From de87e1d180d214e1f49682d2b5fb7c9d2c89ae7e Mon Sep 17 00:00:00 2001
From: 雾聪 <wucong.lyb@alibaba-inc.com>
Date: 星期三, 13 十二月 2023 13:57:59 +0800
Subject: [PATCH] adapted pcm to 8k

---
 funasr/models/e2e_asr_contextual_paraformer.py |   55 ++++++++++++++++---------------------------------------
 1 files changed, 16 insertions(+), 39 deletions(-)

diff --git a/funasr/models/e2e_asr_contextual_paraformer.py b/funasr/models/e2e_asr_contextual_paraformer.py
index e1dfe6c..b474dbc 100644
--- a/funasr/models/e2e_asr_contextual_paraformer.py
+++ b/funasr/models/e2e_asr_contextual_paraformer.py
@@ -9,7 +9,6 @@
 import numpy as np
 
 import torch
-from typeguard import check_argument_types
 
 from funasr.layers.abs_normalize import AbsNormalize
 from funasr.models.ctc import CTC
@@ -43,9 +42,7 @@
         frontend: Optional[AbsFrontend],
         specaug: Optional[AbsSpecAug],
         normalize: Optional[AbsNormalize],
-        preencoder: Optional[AbsPreEncoder],
         encoder: AbsEncoder,
-        postencoder: Optional[AbsPostEncoder],
         decoder: AbsDecoder,
         ctc: CTC,
         ctc_weight: float = 0.5,
@@ -68,12 +65,13 @@
         target_buffer_length: int = -1,
         inner_dim: int = 256, 
         bias_encoder_type: str = 'lstm',
-        use_decoder_embedding: bool = True,
+        use_decoder_embedding: bool = False,
         crit_attn_weight: float = 0.0,
         crit_attn_smooth: float = 0.0,
         bias_encoder_dropout_rate: float = 0.0,
+        preencoder: Optional[AbsPreEncoder] = None,
+        postencoder: Optional[AbsPostEncoder] = None,
     ):
-        assert check_argument_types()
         assert 0.0 <= ctc_weight <= 1.0, ctc_weight
         assert 0.0 <= interctc_weight < 1.0, interctc_weight
 
@@ -127,6 +125,7 @@
         if self.crit_attn_weight > 0:
             self.attn_loss = torch.nn.L1Loss()
         self.crit_attn_smooth = crit_attn_smooth
+        self.length_normalized_loss = length_normalized_loss
 
     def forward(
             self,
@@ -136,7 +135,7 @@
             text_lengths: torch.Tensor,
             hotword_pad: torch.Tensor,
             hotword_lengths: torch.Tensor,
-            ideal_attn: torch.Tensor,
+            dha_pad: torch.Tensor,
     ) -> Tuple[torch.Tensor, Dict[str, torch.Tensor], torch.Tensor]:
         """Frontend + Encoder + Decoder + Calc loss
 
@@ -209,7 +208,7 @@
         # 2b.

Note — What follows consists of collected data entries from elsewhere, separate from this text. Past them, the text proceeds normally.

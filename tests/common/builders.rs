//! Test data builders for creating test inputs

use onionoo_rs::types::{ListingEntry, ListingSnapshot, MeasurementRecord, NodeKind};
use onionoo_rs::{MeasurementSample, Metric};

/// Builder for listing entries
pub struct EntryBuilder {
    entry: ListingEntry,
}

impl EntryBuilder {
    /// Entry whose fingerprint repeats `prefix` to 40 characters
    pub fn new(prefix: &str) -> Self {
        Self {
            entry: ListingEntry {
                fingerprint: prefix.repeat(40 / prefix.len().max(1)),
                nickname: format!("node{}", prefix.to_lowercase()),
                addresses: Vec::new(),
                or_port: 9001,
                dir_port: 0,
                flags: Default::default(),
            },
        }
    }

    pub fn raw_fingerprint(mut self, fingerprint: &str) -> Self {
        self.entry.fingerprint = fingerprint.to_string();
        self
    }

    pub fn nickname(mut self, nickname: &str) -> Self {
        self.entry.nickname = nickname.to_string();
        self
    }

    pub fn address(mut self, address: &str) -> Self {
        self.entry.addresses.push(address.to_string());
        self
    }

    pub fn flags(mut self, flags: &[&str]) -> Self {
        self.entry.flags = flags.iter().map(|f| f.to_string()).collect();
        self
    }

    pub fn build(self) -> ListingEntry {
        self.entry
    }
}

/// Builder for listing snapshots
pub struct SnapshotBuilder {
    snapshot: ListingSnapshot,
}

impl SnapshotBuilder {
    pub fn relays(valid_after_millis: i64) -> Self {
        Self::new(NodeKind::Relay, valid_after_millis)
    }

    pub fn bridges(valid_after_millis: i64) -> Self {
        Self::new(NodeKind::Bridge, valid_after_millis)
    }

    fn new(kind: NodeKind, valid_after_millis: i64) -> Self {
        Self {
            snapshot: ListingSnapshot {
                kind,
                valid_after_millis,
                entries: Vec::new(),
            },
        }
    }

    pub fn entry(mut self, entry: EntryBuilder) -> Self {
        self.snapshot.entries.push(entry.build());
        self
    }

    pub fn build(self) -> ListingSnapshot {
        self.snapshot
    }
}

/// Measurement record with `(millis, value)` samples
pub fn measurements(prefix: &str, metric: Metric, samples: &[(i64, f64)]) -> MeasurementRecord {
    MeasurementRecord {
        fingerprint: prefix.repeat(40 / prefix.len().max(1)),
        metric,
        samples: samples
            .iter()
            .map(|(t, v)| MeasurementSample::new(*t, *v))
            .collect(),
    }
}
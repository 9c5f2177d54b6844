//! Status updater - Main Entry Point
//!
//! Runs the update pipeline once and exits. The config file is taken from
//! the first argument, else from `ONIONOO_CONFIG`, else defaults apply.

use anyhow::{bail, Context};
use onionoo_rs::{
    config::UpdaterConfig,
    context::UpdaterContext,
    pipeline::{PipelineOrchestrator, RunOutcome},
};
use tracing_subscriber::{layer::SubscriberExt, util::SubscriberInitExt, EnvFilter};

const DEFAULT_FILTER: &str = "info,onionoo_rs=debug";

fn main() -> anyhow::Result<()> {
    let config = match std::env::args_os().nth(1) {
        Some(path) => UpdaterConfig::load(&path)
            .with_context(|| format!("loading config from {:?}", path))?,
        None => UpdaterConfig::load_from_env().context("loading config")?,
    };

    // Initialize logging; the guard flushes the file writer on exit
    let default_filter = config
        .logging
        .filter
        .clone()
        .unwrap_or_else(|| DEFAULT_FILTER.to_string());
    let (file_layer, _guard) = match &config.logging.directory {
        Some(dir) => {
            let appender = tracing_appender::rolling::daily(dir, "onionoo-rs.log");
            let (writer, guard) = tracing_appender::non_blocking(appender);
            (
                Some(
                    tracing_subscriber::fmt::layer()
                        .with_ansi(false)
                        .with_writer(writer),
                ),
                Some(guard),
            )
        }
        None => (None, None),
    };
    tracing_subscriber::registry()
        .with(
            EnvFilter::try_from_default_env().unwrap_or_else(|_| EnvFilter::new(&default_filter)),
        )
        .with(tracing_subscriber::fmt::layer())
        .with(file_layer)
        .init();

    tracing::info!("Starting status updater, data in {:?}", config.paths.data_dir);

    let mut ctx = UpdaterContext::from_config(config).context("setting up services")?;
    match PipelineOrchestrator::run(&mut ctx) {
        RunOutcome::Completed(report) => {
            if !report.issues.is_empty() {
                tracing::warn!("Run completed with {} issues", report.issues.len());
            }
            Ok(())
        }
        RunOutcome::Skipped => {
            tracing::info!("Run skipped");
            Ok(())
        }
        RunOutcome::Failed(reason) => bail!("update run failed: {}", reason),
    }
}
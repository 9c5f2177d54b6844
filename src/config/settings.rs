//! History tier settings
//!
//! Each metric keeps an ordered ladder of resolution tiers, finest to
//! coarsest. A tier is a bucket duration plus a retention horizon: data
//! older than the horizon is folded into the next tier, and data older
//! than the coarsest horizon is dropped.
//!
//! The defaults reproduce the production ladders: bandwidth starts at
//! 15-minute buckets for three days, uptime at hourly buckets for a
//! week, client counts at daily buckets for three months.

use serde::{Deserialize, Serialize};

use crate::error::{OnionooError, Result};
use crate::time::{
    FIFTEEN_MINUTES, FOUR_HOURS, ONE_DAY, ONE_HOUR, ONE_SECOND, ONE_WEEK, ROUGHLY_FIVE_YEARS,
    ROUGHLY_ONE_MONTH, ROUGHLY_ONE_YEAR, ROUGHLY_THREE_MONTHS, TEN_DAYS, THREE_DAYS,
    TWELVE_HOURS, TWO_DAYS,
};
use crate::types::Metric;

/// One resolution tier as written in the config file
#[derive(Debug, Clone, PartialEq, Eq, Serialize, Deserialize)]
pub struct TierSettings {
    /// Label used in published documents, e.g. `"3_days"`
    pub name: String,
    pub bucket_secs: i64,
    pub horizon_secs: i64,
}

impl TierSettings {
    pub fn new(name: &str, bucket_millis: i64, horizon_millis: i64) -> Self {
        Self {
            name: name.to_string(),
            bucket_secs: bucket_millis / ONE_SECOND,
            horizon_secs: horizon_millis / ONE_SECOND,
        }
    }

    pub fn bucket_millis(&self) -> i64 {
        self.bucket_secs * ONE_SECOND
    }

    pub fn horizon_millis(&self) -> i64 {
        self.horizon_secs * ONE_SECOND
    }
}

/// Tier ladders for every metric
#[derive(Debug, Clone, PartialEq, Serialize, Deserialize)]
pub struct HistorySettings {
    #[serde(default = "bandwidth_tiers")]
    pub read_bandwidth: Vec<TierSettings>,
    #[serde(default = "bandwidth_tiers")]
    pub write_bandwidth: Vec<TierSettings>,
    #[serde(default = "uptime_tiers")]
    pub uptime: Vec<TierSettings>,
    #[serde(default = "clients_tiers")]
    pub clients: Vec<TierSettings>,
}

impl Default for HistorySettings {
    fn default() -> Self {
        Self {
            read_bandwidth: bandwidth_tiers(),
            write_bandwidth: bandwidth_tiers(),
            uptime: uptime_tiers(),
            clients: clients_tiers(),
        }
    }
}

impl HistorySettings {
    pub fn tiers(&self, metric: Metric) -> &[TierSettings] {
        match metric {
            Metric::ReadBandwidth => &self.read_bandwidth,
            Metric::WriteBandwidth => &self.write_bandwidth,
            Metric::Uptime => &self.uptime,
            Metric::Clients => &self.clients,
        }
    }

    /// Check every ladder for the properties compaction relies on
    pub fn validate(&self) -> Result<()> {
        for metric in Metric::ALL {
            validate_ladder(metric, self.tiers(metric))?;
        }
        Ok(())
    }
}

fn validate_ladder(metric: Metric, tiers: &[TierSettings]) -> Result<()> {
    if tiers.is_empty() {
        return Err(OnionooError::Config(format!(
            "metric {} has no resolution tiers",
            metric
        )));
    }
    for tier in tiers {
        if tier.bucket_secs <= 0 || tier.horizon_secs <= 0 {
            return Err(OnionooError::Config(format!(
                "tier {} of {} must have positive durations",
                tier.name, metric
            )));
        }
    }
    for pair in tiers.windows(2) {
        let (finer, coarser) = (&pair[0], &pair[1]);
        if coarser.bucket_secs <= finer.bucket_secs || coarser.bucket_secs % finer.bucket_secs != 0
        {
            return Err(OnionooError::Config(format!(
                "tier {} of {} must use a bucket that is a larger multiple of tier {}",
                coarser.name, metric, finer.name
            )));
        }
        if coarser.horizon_secs <= finer.horizon_secs {
            return Err(OnionooError::Config(format!(
                "tier {} of {} must keep data longer than tier {}",
                coarser.name, metric, finer.name
            )));
        }
    }
    Ok(())
}

fn bandwidth_tiers() -> Vec<TierSettings> {
    vec![
        TierSettings::new("3_days", FIFTEEN_MINUTES, THREE_DAYS),
        TierSettings::new("1_week", ONE_HOUR, ONE_WEEK),
        TierSettings::new("1_month", FOUR_HOURS, ROUGHLY_ONE_MONTH),
        TierSettings::new("3_months", TWELVE_HOURS, ROUGHLY_THREE_MONTHS),
        TierSettings::new("1_year", TWO_DAYS, ROUGHLY_ONE_YEAR),
        TierSettings::new("5_years", TEN_DAYS, ROUGHLY_FIVE_YEARS),
    ]
}

fn uptime_tiers() -> Vec<TierSettings> {
    vec![
        TierSettings::new("1_week", ONE_HOUR, ONE_WEEK),
        TierSettings::new("1_month", FOUR_HOURS, ROUGHLY_ONE_MONTH),
        TierSettings::new("3_months", TWELVE_HOURS, ROUGHLY_THREE_MONTHS),
        TierSettings::new("1_year", TWO_DAYS, ROUGHLY_ONE_YEAR),
        TierSettings::new("5_years", TEN_DAYS, ROUGHLY_FIVE_YEARS),
    ]
}

fn clients_tiers() -> Vec<TierSettings> {
    vec![
        TierSettings::new("3_months", ONE_DAY, ROUGHLY_THREE_MONTHS),
        TierSettings::new("1_year", TWO_DAYS, ROUGHLY_ONE_YEAR),
        TierSettings::new("5_years", TEN_DAYS, ROUGHLY_FIVE_YEARS),
    ]
}

#[cfg(test)]
mod tests {
    use super::*;

    #[test]
    fn test_default_ladders_are_valid() {
        HistorySettings::default().validate().unwrap();
    }

    #[test]
    fn test_rejects_non_multiple_bucket() {
        let mut settings = HistorySettings::default();
        settings.uptime = vec![
            TierSettings::new("a", ONE_HOUR, ONE_WEEK),
            TierSettings::new("b", ONE_HOUR + ONE_SECOND, ROUGHLY_ONE_MONTH),
        ];
        assert!(settings.validate().is_err());
    }

    #[test]
    fn test_rejects_shrinking_horizon() {
        let mut settings = HistorySettings::default();
        settings.clients = vec![
            TierSettings::new("a", ONE_DAY, ROUGHLY_ONE_YEAR),
            TierSettings::new("b", TWO_DAYS, ROUGHLY_ONE_MONTH),
        ];
        assert!(settings.validate().is_err());
    }

    #[test]
    fn test_rejects_empty_ladder() {
        let mut settings = HistorySettings::default();
        settings.read_bandwidth.clear();
        assert!(settings.validate().is_err());
    }
}
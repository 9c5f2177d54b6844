//! Error handling for the status updater
//!
//! This module defines the crate error type and a Result alias for use
//! throughout the update pipeline. Most of these errors never escape a
//! run: per-item failures are recorded in the run report and the item is
//! skipped (see [`crate::pipeline`]).

use std::path::PathBuf;
use thiserror::Error;

/// Main error type for updater operations
#[derive(Error, Debug)]
pub enum OnionooError {
    /// A malformed snapshot, record or sample
    #[error("Input error: {0}")]
    Input(String),

    /// A document could not be written, read or removed
    #[error("Storage error at {path:?}: {message}")]
    Storage { path: PathBuf, message: String },

    /// The advisory lock could not be inspected or changed
    #[error("Lock error: {0}")]
    Lock(String),

    /// Stored state broke a structural invariant (e.g. overlapping buckets)
    #[error("Invariant violation: {0}")]
    Invariant(String),

    /// Errors related to configuration loading/validation
    #[error("Configuration error: {0}")]
    Config(String),

    /// Serialization errors
    #[error("Serialization error: {0}")]
    Serialization(String),

    /// Generic errors with context
    #[error("{context}: {source}")]
    WithContext {
        context: String,
        #[source]
        source: Box<OnionooError>,
    },
}

impl OnionooError {
    /// Add context to an error
    pub fn with_context(self, context: impl Into<String>) -> Self {
        OnionooError::WithContext {
            context: context.into(),
            source: Box::new(self),
        }
    }

    /// Create a storage error for the given path
    pub fn storage(path: impl Into<PathBuf>, message: impl ToString) -> Self {
        OnionooError::Storage {
            path: path.into(),
            message: message.to_string(),
        }
    }

    /// Whether this error only affects a single input item
    pub fn is_input(&self) -> bool {
        match self {
            OnionooError::Input(_) => true,
            OnionooError::WithContext { source, .. } => source.is_input(),
            _ => false,
        }
    }

    /// Whether stored state was found structurally broken
    pub fn is_invariant(&self) -> bool {
        match self {
            OnionooError::Invariant(_) => true,
            OnionooError::WithContext { source, .. } => source.is_invariant(),
            _ => false,
        }
    }
}

impl From<serde_json::Error> for OnionooError {
    fn from(err: serde_json::Error) -> Self {
        OnionooError::Serialization(err.to_string())
    }
}

/// Result type alias for updater operations
pub type Result<T> = std::result::Result<T, OnionooError>;

/// Extension trait for adding context to Results
pub trait ResultExt<T> {
    /// Add context to an error result
    fn context(self, context: impl Into<String>) -> Result<T>;

    /// Add context lazily to an error result
    fn with_context<F>(self, f: F) -> Result<T>
    where
        F: FnOnce() -> String;
}

impl<T> ResultExt<T> for Result<T> {
    fn context(self, context: impl Into<String>) -> Result<T> {
        self.map_err(|e| e.with_context(context))
    }

    fn with_context<F>(self, f: F) -> Result<T>
    where
        F: FnOnce() -> String,
    {
        self.map_err(|e| e.with_context(f()))
    }
}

Attention decoder branch
         if self.ctc_weight != 1.0:
             loss_att, acc_att, cer_att, wer_att, loss_pre, loss_ideal = self._calc_att_clas_loss(
-                encoder_out, encoder_out_lens, text, text_lengths, hotword_pad, hotword_lengths, ideal_attn
+                encoder_out, encoder_out_lens, text, text_lengths, hotword_pad, hotword_lengths
             )
 
         # 3. CTC-Att loss definition
@@ -233,6 +232,8 @@
 
         stats["loss"] = torch.clone(loss.detach())
         # force_gatherable: to-device and to-tensor if scalar for DataParallel
+        if self.length_normalized_loss:
+            batch_size = int((text_lengths + self.predictor_bias).sum())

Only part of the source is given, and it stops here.